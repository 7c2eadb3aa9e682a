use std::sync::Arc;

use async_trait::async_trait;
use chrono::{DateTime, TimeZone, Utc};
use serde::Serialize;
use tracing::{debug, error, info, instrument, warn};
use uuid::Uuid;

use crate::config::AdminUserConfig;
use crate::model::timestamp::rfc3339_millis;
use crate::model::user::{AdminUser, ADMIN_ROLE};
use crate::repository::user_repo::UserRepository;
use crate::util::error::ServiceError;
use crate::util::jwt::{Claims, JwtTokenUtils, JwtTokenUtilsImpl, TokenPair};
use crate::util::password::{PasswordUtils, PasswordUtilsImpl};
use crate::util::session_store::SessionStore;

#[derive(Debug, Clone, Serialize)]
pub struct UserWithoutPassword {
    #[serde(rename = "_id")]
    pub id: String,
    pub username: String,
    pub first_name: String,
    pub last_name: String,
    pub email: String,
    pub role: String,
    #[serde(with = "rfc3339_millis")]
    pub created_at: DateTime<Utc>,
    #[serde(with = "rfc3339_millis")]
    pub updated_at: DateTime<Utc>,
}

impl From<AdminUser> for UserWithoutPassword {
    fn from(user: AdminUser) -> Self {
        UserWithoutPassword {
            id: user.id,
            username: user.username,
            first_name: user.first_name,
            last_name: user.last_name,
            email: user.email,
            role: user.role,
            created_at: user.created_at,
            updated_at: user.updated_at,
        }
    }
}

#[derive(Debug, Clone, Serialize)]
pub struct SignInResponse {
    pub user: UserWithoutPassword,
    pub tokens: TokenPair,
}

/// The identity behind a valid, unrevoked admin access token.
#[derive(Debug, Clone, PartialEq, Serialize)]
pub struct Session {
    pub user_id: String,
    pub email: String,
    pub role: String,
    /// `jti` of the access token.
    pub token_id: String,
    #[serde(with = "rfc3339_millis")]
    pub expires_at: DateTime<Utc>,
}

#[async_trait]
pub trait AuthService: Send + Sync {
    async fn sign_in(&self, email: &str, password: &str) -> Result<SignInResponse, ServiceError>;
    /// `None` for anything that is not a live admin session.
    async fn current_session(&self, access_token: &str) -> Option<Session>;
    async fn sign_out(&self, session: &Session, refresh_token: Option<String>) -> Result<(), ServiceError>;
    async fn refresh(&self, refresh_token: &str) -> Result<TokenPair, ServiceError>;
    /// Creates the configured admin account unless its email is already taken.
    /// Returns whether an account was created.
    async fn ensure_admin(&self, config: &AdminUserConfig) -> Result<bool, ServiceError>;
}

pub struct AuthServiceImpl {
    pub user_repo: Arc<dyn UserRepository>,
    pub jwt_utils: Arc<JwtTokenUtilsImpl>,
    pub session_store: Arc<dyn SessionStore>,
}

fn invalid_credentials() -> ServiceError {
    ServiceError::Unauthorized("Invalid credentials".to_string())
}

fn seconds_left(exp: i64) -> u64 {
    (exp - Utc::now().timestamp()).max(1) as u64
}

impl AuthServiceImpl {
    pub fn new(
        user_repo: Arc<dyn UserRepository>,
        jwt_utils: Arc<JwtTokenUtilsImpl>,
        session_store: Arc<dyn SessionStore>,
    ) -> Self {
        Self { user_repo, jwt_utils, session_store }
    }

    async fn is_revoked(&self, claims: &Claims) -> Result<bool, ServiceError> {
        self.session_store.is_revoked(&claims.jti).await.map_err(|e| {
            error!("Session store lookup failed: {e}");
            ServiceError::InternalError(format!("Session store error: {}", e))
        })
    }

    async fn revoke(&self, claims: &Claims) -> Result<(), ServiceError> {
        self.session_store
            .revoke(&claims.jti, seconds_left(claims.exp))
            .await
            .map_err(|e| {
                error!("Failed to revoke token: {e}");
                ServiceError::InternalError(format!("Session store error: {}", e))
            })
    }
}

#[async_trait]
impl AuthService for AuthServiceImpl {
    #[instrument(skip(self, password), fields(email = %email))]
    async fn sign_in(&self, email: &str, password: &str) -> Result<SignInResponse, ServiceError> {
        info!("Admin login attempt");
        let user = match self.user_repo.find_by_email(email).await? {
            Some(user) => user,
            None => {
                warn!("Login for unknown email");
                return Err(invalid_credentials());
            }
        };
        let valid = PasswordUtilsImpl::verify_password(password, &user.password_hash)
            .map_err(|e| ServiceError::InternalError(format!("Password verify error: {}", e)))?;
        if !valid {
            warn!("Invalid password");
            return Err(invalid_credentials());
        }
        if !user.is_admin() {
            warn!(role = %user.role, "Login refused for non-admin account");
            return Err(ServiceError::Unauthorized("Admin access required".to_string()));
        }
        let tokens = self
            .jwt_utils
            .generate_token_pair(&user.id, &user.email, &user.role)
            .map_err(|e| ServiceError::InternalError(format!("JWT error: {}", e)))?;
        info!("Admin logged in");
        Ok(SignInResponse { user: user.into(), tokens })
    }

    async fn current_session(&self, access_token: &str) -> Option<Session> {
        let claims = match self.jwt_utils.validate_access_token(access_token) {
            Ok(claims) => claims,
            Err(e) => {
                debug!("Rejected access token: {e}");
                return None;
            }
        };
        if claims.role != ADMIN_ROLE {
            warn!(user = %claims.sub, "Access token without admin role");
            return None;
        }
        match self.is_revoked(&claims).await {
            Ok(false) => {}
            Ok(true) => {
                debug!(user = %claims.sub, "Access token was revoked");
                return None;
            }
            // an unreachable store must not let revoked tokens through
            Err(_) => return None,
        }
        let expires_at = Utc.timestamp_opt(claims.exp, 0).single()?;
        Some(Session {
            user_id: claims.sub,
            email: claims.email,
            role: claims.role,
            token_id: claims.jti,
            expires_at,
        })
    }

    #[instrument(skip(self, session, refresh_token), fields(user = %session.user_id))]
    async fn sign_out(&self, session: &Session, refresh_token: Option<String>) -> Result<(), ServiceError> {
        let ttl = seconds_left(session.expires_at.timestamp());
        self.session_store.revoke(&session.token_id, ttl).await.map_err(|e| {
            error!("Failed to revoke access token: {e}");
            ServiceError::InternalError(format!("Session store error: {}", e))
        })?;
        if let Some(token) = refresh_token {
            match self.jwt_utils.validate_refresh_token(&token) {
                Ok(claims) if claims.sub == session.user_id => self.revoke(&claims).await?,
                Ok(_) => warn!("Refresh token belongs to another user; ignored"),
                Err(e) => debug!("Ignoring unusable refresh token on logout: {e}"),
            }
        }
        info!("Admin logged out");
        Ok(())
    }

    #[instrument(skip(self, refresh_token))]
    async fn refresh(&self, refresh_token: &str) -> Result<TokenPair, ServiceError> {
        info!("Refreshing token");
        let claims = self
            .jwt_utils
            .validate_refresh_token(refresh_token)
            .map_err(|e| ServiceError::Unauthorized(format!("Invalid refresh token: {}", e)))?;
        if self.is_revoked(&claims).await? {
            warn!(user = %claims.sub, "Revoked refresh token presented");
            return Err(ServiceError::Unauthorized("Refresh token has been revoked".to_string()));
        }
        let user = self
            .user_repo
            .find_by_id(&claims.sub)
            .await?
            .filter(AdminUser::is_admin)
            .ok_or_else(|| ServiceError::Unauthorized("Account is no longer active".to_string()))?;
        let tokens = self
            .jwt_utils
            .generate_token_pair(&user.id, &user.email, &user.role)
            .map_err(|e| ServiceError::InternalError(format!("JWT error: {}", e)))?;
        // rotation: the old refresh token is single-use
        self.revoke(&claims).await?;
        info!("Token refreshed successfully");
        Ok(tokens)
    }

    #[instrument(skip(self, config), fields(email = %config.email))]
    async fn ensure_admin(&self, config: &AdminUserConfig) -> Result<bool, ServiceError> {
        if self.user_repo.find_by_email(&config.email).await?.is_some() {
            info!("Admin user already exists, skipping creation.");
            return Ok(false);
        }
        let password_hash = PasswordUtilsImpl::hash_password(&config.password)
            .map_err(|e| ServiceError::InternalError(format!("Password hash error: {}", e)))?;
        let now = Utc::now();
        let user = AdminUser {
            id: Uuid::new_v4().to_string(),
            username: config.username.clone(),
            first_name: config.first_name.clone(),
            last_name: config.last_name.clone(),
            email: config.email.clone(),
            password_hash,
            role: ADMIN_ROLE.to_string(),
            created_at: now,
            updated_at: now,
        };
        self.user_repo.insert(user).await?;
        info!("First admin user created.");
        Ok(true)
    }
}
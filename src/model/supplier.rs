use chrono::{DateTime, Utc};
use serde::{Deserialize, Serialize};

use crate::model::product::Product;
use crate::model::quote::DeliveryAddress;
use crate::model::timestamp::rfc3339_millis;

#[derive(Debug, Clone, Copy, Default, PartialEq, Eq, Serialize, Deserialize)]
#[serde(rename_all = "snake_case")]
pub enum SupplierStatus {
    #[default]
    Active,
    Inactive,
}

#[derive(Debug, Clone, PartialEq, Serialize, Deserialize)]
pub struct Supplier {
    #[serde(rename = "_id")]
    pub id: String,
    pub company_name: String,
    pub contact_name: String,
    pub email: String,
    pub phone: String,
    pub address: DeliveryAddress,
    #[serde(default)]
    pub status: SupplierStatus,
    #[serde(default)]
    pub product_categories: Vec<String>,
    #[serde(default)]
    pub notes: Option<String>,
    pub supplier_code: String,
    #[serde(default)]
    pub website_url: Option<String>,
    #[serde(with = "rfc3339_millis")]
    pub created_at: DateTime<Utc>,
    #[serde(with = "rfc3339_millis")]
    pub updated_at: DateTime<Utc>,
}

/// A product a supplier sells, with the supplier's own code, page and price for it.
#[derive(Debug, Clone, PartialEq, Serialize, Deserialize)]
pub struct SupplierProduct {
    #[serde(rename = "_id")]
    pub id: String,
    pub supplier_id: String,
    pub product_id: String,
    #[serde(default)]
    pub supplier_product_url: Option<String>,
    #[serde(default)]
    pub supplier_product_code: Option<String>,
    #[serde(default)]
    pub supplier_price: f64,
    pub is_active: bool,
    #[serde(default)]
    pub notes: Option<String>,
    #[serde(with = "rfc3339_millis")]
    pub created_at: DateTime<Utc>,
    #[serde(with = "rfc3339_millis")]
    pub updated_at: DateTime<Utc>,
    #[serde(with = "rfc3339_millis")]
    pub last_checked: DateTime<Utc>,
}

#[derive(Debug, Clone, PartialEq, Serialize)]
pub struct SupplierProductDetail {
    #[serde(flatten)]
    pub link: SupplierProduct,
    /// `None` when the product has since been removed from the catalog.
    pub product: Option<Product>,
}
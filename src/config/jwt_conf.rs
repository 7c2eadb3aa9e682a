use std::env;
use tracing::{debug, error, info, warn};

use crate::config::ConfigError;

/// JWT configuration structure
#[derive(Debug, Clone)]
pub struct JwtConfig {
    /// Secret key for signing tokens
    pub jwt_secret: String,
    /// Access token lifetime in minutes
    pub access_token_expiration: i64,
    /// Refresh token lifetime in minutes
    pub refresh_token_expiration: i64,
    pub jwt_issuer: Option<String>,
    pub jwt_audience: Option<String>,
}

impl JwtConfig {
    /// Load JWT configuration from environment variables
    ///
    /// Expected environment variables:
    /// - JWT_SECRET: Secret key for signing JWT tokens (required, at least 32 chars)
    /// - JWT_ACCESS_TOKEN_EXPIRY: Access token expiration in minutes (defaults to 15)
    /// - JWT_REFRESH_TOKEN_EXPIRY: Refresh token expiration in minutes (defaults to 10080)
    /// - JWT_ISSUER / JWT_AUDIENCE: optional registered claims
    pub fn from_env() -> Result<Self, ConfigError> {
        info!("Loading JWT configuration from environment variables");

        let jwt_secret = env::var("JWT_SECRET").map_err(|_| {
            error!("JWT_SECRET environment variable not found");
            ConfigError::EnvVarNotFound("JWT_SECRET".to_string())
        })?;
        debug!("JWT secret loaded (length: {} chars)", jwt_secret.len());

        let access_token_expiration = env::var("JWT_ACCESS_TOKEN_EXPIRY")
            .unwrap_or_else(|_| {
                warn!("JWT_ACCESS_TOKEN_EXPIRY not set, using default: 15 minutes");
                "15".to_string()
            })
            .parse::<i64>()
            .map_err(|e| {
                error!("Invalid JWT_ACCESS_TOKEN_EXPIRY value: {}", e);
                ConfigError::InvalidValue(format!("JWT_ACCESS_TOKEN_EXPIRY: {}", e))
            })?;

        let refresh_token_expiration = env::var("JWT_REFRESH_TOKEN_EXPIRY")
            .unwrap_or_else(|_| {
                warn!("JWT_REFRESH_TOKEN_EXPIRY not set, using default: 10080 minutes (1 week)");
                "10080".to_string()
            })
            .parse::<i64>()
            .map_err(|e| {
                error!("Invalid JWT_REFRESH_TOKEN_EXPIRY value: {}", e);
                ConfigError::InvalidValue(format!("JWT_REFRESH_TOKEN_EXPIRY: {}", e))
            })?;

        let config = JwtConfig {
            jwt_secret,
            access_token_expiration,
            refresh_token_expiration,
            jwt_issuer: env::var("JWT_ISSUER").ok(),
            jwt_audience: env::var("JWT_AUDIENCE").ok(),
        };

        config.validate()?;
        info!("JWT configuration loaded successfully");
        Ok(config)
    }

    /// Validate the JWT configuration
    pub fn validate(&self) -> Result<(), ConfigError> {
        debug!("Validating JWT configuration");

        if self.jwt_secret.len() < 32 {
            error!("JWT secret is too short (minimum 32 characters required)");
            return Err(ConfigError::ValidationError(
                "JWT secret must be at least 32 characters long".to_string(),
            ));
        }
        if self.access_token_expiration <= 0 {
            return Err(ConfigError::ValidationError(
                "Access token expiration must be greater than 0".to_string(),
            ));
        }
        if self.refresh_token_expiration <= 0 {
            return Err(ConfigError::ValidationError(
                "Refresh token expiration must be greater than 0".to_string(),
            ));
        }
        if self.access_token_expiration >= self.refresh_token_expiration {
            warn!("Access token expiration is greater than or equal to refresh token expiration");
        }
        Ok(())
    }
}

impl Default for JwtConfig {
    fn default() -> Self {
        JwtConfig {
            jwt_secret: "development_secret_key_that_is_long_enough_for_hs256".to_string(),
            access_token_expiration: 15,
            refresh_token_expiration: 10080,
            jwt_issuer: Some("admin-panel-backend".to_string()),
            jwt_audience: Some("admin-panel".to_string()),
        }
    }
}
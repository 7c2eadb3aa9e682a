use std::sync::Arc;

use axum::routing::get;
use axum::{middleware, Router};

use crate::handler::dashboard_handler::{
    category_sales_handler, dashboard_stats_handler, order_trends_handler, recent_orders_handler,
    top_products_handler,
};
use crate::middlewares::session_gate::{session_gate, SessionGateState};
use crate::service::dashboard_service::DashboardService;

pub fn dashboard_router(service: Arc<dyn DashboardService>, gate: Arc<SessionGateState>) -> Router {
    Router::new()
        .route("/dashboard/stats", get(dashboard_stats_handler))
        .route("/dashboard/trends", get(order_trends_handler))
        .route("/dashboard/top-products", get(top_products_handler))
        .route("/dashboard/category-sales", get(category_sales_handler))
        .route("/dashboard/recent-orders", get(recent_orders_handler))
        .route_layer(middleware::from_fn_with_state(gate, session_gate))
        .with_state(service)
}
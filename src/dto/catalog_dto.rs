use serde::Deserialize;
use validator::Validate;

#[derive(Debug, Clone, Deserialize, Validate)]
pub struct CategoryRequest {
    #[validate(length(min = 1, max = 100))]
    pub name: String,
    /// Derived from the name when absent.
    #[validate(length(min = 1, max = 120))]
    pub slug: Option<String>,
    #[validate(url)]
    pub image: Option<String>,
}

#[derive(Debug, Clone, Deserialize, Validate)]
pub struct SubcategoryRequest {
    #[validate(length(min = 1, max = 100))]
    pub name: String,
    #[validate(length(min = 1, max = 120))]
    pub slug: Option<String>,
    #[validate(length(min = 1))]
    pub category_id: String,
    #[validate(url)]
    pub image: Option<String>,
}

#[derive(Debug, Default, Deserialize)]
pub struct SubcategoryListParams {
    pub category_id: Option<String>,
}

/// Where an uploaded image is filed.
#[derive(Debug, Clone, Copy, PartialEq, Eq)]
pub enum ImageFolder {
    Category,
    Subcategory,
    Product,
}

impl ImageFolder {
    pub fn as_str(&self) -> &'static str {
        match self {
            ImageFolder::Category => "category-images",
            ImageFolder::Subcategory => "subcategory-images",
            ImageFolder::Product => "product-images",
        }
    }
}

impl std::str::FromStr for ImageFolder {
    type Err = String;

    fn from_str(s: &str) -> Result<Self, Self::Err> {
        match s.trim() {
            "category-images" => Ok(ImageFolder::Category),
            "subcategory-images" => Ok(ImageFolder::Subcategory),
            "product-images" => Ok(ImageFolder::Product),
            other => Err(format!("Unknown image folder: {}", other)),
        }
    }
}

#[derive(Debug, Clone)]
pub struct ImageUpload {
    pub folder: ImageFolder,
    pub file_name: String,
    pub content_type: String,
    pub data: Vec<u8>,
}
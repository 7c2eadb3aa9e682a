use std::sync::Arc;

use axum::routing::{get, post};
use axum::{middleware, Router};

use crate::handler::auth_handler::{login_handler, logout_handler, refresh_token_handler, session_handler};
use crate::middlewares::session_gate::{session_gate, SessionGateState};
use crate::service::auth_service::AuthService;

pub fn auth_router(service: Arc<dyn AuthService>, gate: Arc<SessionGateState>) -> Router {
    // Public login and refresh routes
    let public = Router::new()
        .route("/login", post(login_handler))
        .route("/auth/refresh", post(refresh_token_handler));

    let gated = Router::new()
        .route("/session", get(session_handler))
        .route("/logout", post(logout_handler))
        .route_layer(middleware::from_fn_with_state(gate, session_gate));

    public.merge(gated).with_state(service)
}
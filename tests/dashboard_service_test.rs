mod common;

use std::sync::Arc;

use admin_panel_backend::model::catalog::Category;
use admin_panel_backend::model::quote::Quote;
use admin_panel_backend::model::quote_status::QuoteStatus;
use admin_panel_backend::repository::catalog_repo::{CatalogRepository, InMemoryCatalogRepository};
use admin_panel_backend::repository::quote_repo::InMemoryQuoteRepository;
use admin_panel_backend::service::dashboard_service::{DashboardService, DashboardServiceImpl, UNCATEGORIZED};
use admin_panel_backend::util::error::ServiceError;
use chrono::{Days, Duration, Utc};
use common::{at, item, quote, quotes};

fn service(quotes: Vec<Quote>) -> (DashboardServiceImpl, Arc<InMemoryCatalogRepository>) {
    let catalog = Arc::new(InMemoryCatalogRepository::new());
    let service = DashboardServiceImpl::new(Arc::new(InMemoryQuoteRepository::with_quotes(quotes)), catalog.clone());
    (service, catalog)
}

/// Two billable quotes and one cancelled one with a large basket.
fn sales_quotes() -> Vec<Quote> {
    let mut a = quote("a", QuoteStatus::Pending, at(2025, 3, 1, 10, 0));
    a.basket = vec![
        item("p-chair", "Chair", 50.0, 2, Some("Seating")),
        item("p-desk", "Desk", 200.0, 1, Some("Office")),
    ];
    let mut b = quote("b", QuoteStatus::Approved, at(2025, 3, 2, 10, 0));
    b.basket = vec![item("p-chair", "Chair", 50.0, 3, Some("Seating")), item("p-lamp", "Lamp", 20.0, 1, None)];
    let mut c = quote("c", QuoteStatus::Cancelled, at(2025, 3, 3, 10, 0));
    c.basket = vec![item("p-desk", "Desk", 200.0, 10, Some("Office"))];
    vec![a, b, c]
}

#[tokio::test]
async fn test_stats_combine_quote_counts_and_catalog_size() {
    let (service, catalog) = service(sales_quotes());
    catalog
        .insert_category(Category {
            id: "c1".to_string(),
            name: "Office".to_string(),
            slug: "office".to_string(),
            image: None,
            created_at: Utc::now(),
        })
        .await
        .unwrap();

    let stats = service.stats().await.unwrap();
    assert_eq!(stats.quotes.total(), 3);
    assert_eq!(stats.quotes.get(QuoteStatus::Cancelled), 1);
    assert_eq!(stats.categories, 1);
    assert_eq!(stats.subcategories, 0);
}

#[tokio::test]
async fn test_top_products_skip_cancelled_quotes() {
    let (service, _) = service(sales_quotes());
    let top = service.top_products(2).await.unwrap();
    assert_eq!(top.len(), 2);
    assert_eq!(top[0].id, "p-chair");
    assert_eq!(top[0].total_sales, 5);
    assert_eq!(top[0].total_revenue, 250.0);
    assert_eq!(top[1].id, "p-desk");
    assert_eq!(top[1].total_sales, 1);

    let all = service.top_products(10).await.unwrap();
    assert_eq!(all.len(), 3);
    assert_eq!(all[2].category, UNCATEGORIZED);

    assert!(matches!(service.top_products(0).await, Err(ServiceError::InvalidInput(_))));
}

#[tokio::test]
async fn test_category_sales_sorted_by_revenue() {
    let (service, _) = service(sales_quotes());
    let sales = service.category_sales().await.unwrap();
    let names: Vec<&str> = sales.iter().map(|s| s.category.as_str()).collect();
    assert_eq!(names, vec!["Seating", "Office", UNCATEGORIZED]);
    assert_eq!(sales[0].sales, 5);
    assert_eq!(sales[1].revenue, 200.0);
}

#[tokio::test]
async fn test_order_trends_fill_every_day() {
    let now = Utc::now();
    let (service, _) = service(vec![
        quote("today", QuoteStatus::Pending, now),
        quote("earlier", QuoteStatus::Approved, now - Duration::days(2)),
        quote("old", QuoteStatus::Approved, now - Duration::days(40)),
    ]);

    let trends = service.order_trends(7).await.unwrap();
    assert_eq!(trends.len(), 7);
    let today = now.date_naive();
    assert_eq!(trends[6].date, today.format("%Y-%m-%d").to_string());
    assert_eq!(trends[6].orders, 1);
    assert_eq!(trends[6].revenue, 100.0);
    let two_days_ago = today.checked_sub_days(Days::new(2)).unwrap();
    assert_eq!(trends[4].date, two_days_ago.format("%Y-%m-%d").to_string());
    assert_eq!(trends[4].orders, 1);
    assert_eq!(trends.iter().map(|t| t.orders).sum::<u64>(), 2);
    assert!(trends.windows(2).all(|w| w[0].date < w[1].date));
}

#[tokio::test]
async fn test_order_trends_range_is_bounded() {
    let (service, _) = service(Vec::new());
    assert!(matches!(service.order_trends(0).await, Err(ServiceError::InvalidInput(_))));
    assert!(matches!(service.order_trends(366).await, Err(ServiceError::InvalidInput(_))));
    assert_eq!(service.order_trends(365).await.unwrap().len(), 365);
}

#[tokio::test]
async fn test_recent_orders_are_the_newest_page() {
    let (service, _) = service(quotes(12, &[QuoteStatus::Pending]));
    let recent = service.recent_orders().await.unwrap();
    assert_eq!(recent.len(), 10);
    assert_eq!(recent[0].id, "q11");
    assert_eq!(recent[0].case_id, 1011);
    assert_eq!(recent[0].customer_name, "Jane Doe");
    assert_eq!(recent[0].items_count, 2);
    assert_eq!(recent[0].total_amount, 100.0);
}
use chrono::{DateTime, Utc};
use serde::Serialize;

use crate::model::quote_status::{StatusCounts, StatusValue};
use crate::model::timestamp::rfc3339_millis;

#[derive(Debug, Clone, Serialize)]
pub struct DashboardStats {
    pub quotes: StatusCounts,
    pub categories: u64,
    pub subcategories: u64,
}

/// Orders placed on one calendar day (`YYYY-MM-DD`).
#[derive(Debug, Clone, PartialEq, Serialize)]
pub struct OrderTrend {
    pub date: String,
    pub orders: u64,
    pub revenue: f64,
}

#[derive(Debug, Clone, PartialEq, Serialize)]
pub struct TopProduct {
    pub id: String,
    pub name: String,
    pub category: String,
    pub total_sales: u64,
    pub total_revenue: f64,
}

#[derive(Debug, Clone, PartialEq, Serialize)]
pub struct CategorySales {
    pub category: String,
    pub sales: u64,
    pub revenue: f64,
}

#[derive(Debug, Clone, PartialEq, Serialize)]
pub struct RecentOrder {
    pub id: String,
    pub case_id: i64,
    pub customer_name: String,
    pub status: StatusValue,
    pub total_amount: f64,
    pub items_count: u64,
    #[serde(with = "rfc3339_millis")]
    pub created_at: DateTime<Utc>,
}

* * *

PROBLEM >> One stretch of the lines above is wanted, from the line that contains "filename src/model/supplier.rs" through the line that contains "#[serde(flatten)]". Output it exactly.

RESPONSE FOR THIS EXERCISE >>
filename src/model/supplier.rs
use chrono::{DateTime, Utc};
use serde::{Deserialize, Serialize};

use crate::model::product::Product;
use crate::model::quote::DeliveryAddress;
use crate::model::timestamp::rfc3339_millis;

#[derive(Debug, Clone, Copy, Default, PartialEq, Eq, Serialize, Deserialize)]
#[serde(rename_all = "snake_case")]
pub enum SupplierStatus {
    #[default]
    Active,
    Inactive,
}

#[derive(Debug, Clone, PartialEq, Serialize, Deserialize)]
pub struct Supplier {
    #[serde(rename = "_id")]
    pub id: String,
    pub company_name: String,
    pub contact_name: String,
    pub email: String,
    pub phone: String,
    pub address: DeliveryAddress,
    #[serde(default)]
    pub status: SupplierStatus,
    #[serde(default)]
    pub product_categories: Vec<String>,
    #[serde(default)]
    pub notes: Option<String>,
    pub supplier_code: String,
    #[serde(default)]
    pub website_url: Option<String>,
    #[serde(with = "rfc3339_millis")]
    pub created_at: DateTime<Utc>,
    #[serde(with = "rfc3339_millis")]
    pub updated_at: DateTime<Utc>,
}

/// A product a supplier sells, with the supplier's own code, page and price for it.
#[derive(Debug, Clone, PartialEq, Serialize, Deserialize)]
pub struct SupplierProduct {
    #[serde(rename = "_id")]
    pub id: String,
    pub supplier_id: String,
    pub product_id: String,
    #[serde(default)]
    pub supplier_product_url: Option<String>,
    #[serde(default)]
    pub supplier_product_code: Option<String>,
    #[serde(default)]
    pub supplier_price: f64,
    pub is_active: bool,
    #[serde(default)]
    pub notes: Option<String>,
    #[serde(with = "rfc3339_millis")]
    pub created_at: DateTime<Utc>,
    #[serde(with = "rfc3339_millis")]
    pub updated_at: DateTime<Utc>,
    #[serde(with = "rfc3339_millis")]
    pub last_checked: DateTime<Utc>,
}

#[derive(Debug, Clone, PartialEq, Serialize)]
pub struct SupplierProductDetail {
    #[serde(flatten)]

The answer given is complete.